WHAT NEEDS TO BE DONE: Return the following from the records below: each line, word for word, starting with the line that contains "titles across feeds" and going on through the line that contains "pub mod crossfeed;", with nothing outside that range.

MATERIAL PROVIDED:
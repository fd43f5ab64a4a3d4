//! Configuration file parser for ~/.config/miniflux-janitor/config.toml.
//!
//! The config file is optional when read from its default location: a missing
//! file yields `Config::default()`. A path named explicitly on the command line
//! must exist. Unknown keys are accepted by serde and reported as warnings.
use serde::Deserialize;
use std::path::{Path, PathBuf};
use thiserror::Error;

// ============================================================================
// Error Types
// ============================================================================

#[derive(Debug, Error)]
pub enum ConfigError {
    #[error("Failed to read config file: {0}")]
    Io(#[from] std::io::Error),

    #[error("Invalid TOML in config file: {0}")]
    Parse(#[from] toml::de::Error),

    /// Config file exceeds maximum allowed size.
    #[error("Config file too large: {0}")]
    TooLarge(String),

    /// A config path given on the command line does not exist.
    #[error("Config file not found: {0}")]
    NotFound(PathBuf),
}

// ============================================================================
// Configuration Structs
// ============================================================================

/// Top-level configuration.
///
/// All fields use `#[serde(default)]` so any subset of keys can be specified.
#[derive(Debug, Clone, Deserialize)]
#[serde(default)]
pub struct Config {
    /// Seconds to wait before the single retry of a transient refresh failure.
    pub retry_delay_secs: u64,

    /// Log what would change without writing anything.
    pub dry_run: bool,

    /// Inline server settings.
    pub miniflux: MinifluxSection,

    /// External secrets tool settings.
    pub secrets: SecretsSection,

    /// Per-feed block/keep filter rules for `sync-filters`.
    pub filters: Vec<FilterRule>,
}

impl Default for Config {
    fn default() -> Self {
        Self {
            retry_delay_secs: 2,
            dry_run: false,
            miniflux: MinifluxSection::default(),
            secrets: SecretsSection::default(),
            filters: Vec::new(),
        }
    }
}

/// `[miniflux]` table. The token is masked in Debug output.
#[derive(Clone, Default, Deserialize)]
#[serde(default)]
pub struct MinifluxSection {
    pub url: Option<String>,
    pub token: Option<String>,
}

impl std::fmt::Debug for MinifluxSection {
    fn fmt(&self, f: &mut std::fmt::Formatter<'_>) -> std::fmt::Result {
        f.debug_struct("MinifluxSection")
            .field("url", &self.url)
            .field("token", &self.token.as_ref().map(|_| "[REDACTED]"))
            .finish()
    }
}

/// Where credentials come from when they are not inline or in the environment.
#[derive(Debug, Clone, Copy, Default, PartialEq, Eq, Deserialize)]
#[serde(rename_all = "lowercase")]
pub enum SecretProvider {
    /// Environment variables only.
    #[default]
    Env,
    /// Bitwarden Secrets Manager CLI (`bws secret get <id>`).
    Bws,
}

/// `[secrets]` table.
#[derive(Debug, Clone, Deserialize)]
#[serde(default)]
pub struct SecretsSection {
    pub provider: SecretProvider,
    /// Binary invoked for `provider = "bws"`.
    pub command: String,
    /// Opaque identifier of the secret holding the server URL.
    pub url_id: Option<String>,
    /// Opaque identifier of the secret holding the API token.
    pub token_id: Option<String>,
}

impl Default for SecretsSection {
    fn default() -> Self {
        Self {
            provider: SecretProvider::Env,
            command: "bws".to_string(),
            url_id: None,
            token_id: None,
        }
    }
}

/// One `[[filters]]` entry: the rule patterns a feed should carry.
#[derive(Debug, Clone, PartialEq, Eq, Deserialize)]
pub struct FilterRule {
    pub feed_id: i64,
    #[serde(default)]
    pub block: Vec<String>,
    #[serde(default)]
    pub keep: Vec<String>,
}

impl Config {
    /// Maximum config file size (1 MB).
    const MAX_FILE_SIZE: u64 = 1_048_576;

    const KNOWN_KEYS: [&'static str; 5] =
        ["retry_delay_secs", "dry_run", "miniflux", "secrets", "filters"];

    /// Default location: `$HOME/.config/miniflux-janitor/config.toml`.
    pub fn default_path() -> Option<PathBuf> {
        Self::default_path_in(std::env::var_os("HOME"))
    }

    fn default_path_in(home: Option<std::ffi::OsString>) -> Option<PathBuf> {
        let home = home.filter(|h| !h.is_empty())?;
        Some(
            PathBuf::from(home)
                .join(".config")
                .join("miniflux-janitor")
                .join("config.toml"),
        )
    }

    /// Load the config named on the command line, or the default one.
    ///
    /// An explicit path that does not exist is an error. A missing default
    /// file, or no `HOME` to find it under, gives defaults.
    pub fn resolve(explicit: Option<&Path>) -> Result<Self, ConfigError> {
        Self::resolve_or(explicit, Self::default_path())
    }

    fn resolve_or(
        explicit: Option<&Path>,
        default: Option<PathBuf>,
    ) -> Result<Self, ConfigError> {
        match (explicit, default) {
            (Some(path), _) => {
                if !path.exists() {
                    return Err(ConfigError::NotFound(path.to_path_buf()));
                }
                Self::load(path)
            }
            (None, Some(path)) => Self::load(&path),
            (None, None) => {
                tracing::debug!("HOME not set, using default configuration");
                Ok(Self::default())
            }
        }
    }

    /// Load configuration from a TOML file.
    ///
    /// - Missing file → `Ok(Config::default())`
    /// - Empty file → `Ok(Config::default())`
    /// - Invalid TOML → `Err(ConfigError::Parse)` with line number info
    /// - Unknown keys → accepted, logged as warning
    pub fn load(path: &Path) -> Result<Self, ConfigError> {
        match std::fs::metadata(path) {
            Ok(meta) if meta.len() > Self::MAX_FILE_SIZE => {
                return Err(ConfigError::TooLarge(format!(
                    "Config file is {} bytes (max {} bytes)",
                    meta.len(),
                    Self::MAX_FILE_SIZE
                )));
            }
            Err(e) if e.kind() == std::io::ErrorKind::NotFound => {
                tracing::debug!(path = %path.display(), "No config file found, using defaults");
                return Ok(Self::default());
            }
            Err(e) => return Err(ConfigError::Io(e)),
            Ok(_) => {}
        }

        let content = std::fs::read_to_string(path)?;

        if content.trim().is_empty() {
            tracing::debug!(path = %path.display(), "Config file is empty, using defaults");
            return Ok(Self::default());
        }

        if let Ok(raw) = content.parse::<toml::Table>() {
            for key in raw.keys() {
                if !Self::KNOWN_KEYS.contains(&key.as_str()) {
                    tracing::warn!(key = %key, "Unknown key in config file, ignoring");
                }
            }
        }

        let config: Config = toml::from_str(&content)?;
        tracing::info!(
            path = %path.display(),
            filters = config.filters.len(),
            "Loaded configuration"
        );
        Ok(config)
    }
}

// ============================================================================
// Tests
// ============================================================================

...

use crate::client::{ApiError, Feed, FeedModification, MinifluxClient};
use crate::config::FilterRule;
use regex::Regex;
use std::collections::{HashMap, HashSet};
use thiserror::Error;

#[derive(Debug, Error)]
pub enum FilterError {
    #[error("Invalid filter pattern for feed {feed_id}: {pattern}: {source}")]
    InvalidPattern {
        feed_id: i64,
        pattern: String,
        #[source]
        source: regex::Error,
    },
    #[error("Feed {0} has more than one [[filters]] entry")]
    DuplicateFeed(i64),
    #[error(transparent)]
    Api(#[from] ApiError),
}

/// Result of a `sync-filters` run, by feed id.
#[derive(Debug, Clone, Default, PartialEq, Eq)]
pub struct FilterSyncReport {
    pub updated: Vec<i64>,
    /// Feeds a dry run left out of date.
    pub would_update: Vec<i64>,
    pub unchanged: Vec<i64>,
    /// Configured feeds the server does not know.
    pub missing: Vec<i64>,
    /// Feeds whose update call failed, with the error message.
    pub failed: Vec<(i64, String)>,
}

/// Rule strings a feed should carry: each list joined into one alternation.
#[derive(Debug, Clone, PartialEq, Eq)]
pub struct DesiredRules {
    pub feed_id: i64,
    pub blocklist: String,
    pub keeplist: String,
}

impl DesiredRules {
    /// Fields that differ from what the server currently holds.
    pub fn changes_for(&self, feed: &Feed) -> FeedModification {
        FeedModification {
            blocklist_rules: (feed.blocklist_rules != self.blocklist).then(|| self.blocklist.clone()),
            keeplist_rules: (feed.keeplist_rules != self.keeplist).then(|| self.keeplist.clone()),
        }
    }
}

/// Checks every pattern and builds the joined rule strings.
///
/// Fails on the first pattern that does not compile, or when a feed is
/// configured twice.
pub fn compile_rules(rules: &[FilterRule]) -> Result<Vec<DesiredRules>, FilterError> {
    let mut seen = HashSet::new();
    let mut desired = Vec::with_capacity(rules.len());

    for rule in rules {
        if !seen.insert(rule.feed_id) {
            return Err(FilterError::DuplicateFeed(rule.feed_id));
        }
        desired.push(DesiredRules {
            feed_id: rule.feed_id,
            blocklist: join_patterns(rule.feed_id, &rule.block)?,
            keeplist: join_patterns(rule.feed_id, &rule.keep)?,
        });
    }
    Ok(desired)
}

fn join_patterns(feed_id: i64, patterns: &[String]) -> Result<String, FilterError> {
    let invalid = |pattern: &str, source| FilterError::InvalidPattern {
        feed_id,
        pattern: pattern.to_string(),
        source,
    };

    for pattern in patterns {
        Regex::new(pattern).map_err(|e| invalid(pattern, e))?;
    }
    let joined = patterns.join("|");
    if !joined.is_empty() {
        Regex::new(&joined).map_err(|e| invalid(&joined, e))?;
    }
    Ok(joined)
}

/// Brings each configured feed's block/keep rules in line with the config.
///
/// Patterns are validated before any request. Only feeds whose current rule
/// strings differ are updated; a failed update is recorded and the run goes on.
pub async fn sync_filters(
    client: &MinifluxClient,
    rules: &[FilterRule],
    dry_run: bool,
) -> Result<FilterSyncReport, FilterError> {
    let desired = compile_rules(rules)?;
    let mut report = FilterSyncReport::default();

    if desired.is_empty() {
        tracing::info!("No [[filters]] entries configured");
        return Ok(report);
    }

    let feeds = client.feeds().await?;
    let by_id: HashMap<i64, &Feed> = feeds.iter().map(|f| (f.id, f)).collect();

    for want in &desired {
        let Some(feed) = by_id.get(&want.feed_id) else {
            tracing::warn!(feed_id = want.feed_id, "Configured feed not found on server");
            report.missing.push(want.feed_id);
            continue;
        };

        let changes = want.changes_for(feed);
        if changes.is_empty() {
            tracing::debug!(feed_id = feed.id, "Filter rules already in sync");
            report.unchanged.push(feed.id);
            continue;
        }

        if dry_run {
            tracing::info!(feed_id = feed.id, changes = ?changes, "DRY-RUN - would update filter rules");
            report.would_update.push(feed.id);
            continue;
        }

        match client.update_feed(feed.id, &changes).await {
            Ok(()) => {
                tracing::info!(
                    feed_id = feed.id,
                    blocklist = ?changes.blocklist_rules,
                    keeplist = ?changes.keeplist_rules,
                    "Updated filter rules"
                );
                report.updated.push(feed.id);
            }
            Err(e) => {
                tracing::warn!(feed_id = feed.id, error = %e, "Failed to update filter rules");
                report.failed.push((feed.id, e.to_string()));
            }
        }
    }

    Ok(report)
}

...

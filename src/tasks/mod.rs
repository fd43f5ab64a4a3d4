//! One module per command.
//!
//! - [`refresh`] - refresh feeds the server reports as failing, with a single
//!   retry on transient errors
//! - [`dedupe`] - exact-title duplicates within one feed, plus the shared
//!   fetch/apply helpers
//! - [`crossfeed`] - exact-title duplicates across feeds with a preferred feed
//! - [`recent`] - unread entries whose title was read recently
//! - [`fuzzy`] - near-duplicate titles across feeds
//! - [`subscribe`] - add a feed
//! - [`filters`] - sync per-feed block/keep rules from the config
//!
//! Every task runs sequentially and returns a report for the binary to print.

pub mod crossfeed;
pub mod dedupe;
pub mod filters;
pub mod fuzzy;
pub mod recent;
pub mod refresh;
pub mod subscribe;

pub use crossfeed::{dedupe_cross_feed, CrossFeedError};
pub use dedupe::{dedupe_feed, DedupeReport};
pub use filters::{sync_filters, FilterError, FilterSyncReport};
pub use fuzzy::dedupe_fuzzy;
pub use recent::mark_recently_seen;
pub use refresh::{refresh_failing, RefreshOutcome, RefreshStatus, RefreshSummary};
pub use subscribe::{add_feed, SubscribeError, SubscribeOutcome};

EXERCISE SOLUTION:
//! - [`fuzzy`] - near-duplicate titles across feeds
//! - [`subscribe`] - add a feed
//! - [`filters`] - sync per-feed block/keep rules from the config
//!
//! Every task runs sequentially and returns a report for the binary to print.

pub mod crossfeed;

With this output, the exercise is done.